"Conséquences d’une sous-évaluation vénale".
- Maes Pauline

- 9 janv.
- 2 min de lecture
Dernière mise à jour : 13 janv.
Choisir l’expertise immobilière n’est jamais anodin. Recourir à une expertise immobilière représente, certes un coût. Mais au-delà de cet aspect financier, l’expertise constitue souvent un outil de sécurisation majeur, capable de prévenir, voire de résoudre, des situations complexes et parfois lourdes de conséquences. Voici les principaux risques encourus en l’absence d’une expertise fiable et indépendante.
1. Le redressement fiscal.
En cas de sous-évaluation ou de surévaluation d’un bien, l’administration fiscale peut procéder à une requalification de la valeur vénale. Les conséquences peuvent être sévères :
− Rappel d’imposition,
− Intérêts de retard,
− Pénalités pouvant atteindre 40 % pour manquement délibéré.
Une expertise conforme aux normes professionnelles permet d’objectiver la valeur retenue et de sécuriser la position du contribuable.
2. L’annulation d’une vente pour lésion.
Le Code civil protège le vendeur insuffisamment informé ou lésé.

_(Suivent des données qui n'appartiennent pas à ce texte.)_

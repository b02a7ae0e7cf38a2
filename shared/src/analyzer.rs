//! Orchestrates one analysis: model call, validation, enrichment.
//!
//! [`Analyzer::analyze`] never returns an error and never panics on bad model
//! output. Every failure becomes an [`AnalysisOutcome::Failure`] carrying a
//! fixed message; details only go to the log.

use std::collections::BTreeSet;
use std::sync::Arc;
use std::time::Duration;

use tokio::time;
use tracing::{error, info, warn};

use crate::catalog::{CategoryCatalog, IssueCategory};
use crate::enrich::{enrich, AnalysisRecord};
use crate::error::ResponseError;
use crate::model_client::{ImagePayload, ModelError, VisionModel};
use crate::prompt::build_prompt;
use crate::severity::Severity;
use crate::validator::validate_response;

pub const VALIDATION_FAILED_MESSAGE: &str = "Analysis response could not be validated.";
pub const ANALYSIS_FAILED_MESSAGE: &str = "Analysis failed.";

#[derive(Debug, Clone)]
pub struct AnalyzerOptions {
    /// Upper bound for a single model call.
    pub timeout: Duration,
    /// Extra attempts after a transient failure.
    pub retries: usize,
}

impl Default for AnalyzerOptions {
    fn default() -> Self {
        AnalyzerOptions {
            timeout: Duration::from_secs(30),
            retries: 2,
        }
    }
}

#[derive(Debug, Clone, Copy, PartialEq, Eq)]
pub enum FailureKind {
    /// The model answered but the answer was structurally unusable.
    Validation,
    /// The model could not be reached or refused the request.
    Upstream,
}

#[derive(Debug, Clone, PartialEq)]
pub enum AnalysisOutcome {
    Success(AnalysisRecord),
    Failure { kind: FailureKind, message: &'static str },
}

impl AnalysisOutcome {
    fn failure(kind: FailureKind) -> Self {
        let message = match kind {
            FailureKind::Validation => VALIDATION_FAILED_MESSAGE,
            FailureKind::Upstream => ANALYSIS_FAILED_MESSAGE,
        };
        AnalysisOutcome::Failure { kind, message }
    }
}

#[derive(thiserror::Error, Debug)]
enum AnalysisError {
    #[error(transparent)]
    Model(#[from] ModelError),
    #[error(transparent)]
    Response(#[from] ResponseError),
}

pub struct Analyzer {
    catalog: Arc<CategoryCatalog>,
    categories: BTreeSet<IssueCategory>,
    severities: Vec<Severity>,
    prompt: String,
    model: Arc<dyn VisionModel>,
    options: AnalyzerOptions,
}

impl Analyzer {
    pub fn new(catalog: Arc<CategoryCatalog>, model: Arc<dyn VisionModel>, options: AnalyzerOptions) -> Self {
        let categories = catalog.valid_categories();
        let severities = Severity::all();
        let prompt = build_prompt(&categories, &severities);
        Analyzer {
            catalog,
            categories,
            severities,
            prompt,
            model,
            options,
        }
    }

    pub async fn analyze(&self, image: &ImagePayload) -> AnalysisOutcome {
        match self.run(image).await {
            Ok(record) => {
                info!(
                    issue_type = %record.issue_type,
                    severity = %record.severity,
                    confidence = record.confidence,
                    "analysis complete"
                );
                AnalysisOutcome::Success(record)
            }
            Err(AnalysisError::Response(e)) => {
                warn!(%e, "model answer rejected");
                AnalysisOutcome::failure(FailureKind::Validation)
            }
            Err(AnalysisError::Model(e)) => {
                error!(%e, "model call failed");
                AnalysisOutcome::failure(FailureKind::Upstream)
            }
        }
    }

    async fn run(&self, image: &ImagePayload) -> Result<AnalysisRecord, AnalysisError> {
        let answer = self.call_with_retries(image).await?;
        let normalized = validate_response(&answer, &self.categories, &self.severities)?;
        Ok(enrich(normalized, &self.catalog))
    }

    async fn call_with_retries(&self, image: &ImagePayload) -> Result<String, ModelError> {
        let mut attempt = 0usize;
        loop {
            let result = match time::timeout(self.options.timeout, self.model.generate(&self.prompt, image)).await {
                Ok(r) => r,
                Err(_) => Err(ModelError::Timeout(self.options.timeout)),
            };
            match result {
                Ok(text) => return Ok(text),
                Err(e) if e.is_transient() && attempt < self.options.retries => {
                    let wait = 100 * (1u64 << attempt.min(3));
                    warn!(%e, retry = attempt, wait_ms = wait, "model call failed, retrying");
                    time::sleep(Duration::from_millis(wait)).await;
                    attempt += 1;
                }
                Err(e) => return Err(e),
            }
        }
    }
}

Ainsi, lorsqu’un vendeur a été lésé de plus de sept douzièmes (7/12ème) de la valeur réelle du bien, il dispose d’un délai de deux ans pour agir en justice. Il peut alors invoquer la rescision pour lésion, entraînant l’annulation de la vente.
Article 1674 du Code civil : « Si le vendeur a été lésé de plus de sept douzièmes dans le prix d’un immeuble, il a le droit de demander la rescision de la vente, quand même il aurait expressément renoncé dans le contrat à cette faculté et déclaré donner la plus-value. » Une expertise préalable permet de neutraliser ce risque contentieux.
3. Autres conséquences souvent sous-estimées.
L’absence d’une valeur expertisée peut également entraîner :
− Un refus de financement bancaire,
− Un bilan comptable erroné,
− Une garantie hypothécaire contestable ou invalide,
− Des litiges en matière de succession, donation, partage ou divorce,
− Des contestations multiples entre parties.
En conclusion. L’expertise immobilière ne doit jamais être perçue comme une simple formalité ou une dépense accessoire. Elle constitue un véritable acte de prévention juridique, fiscale et financière, au service de la sécurité des transactions et de la protection des intérêts patrimoniaux.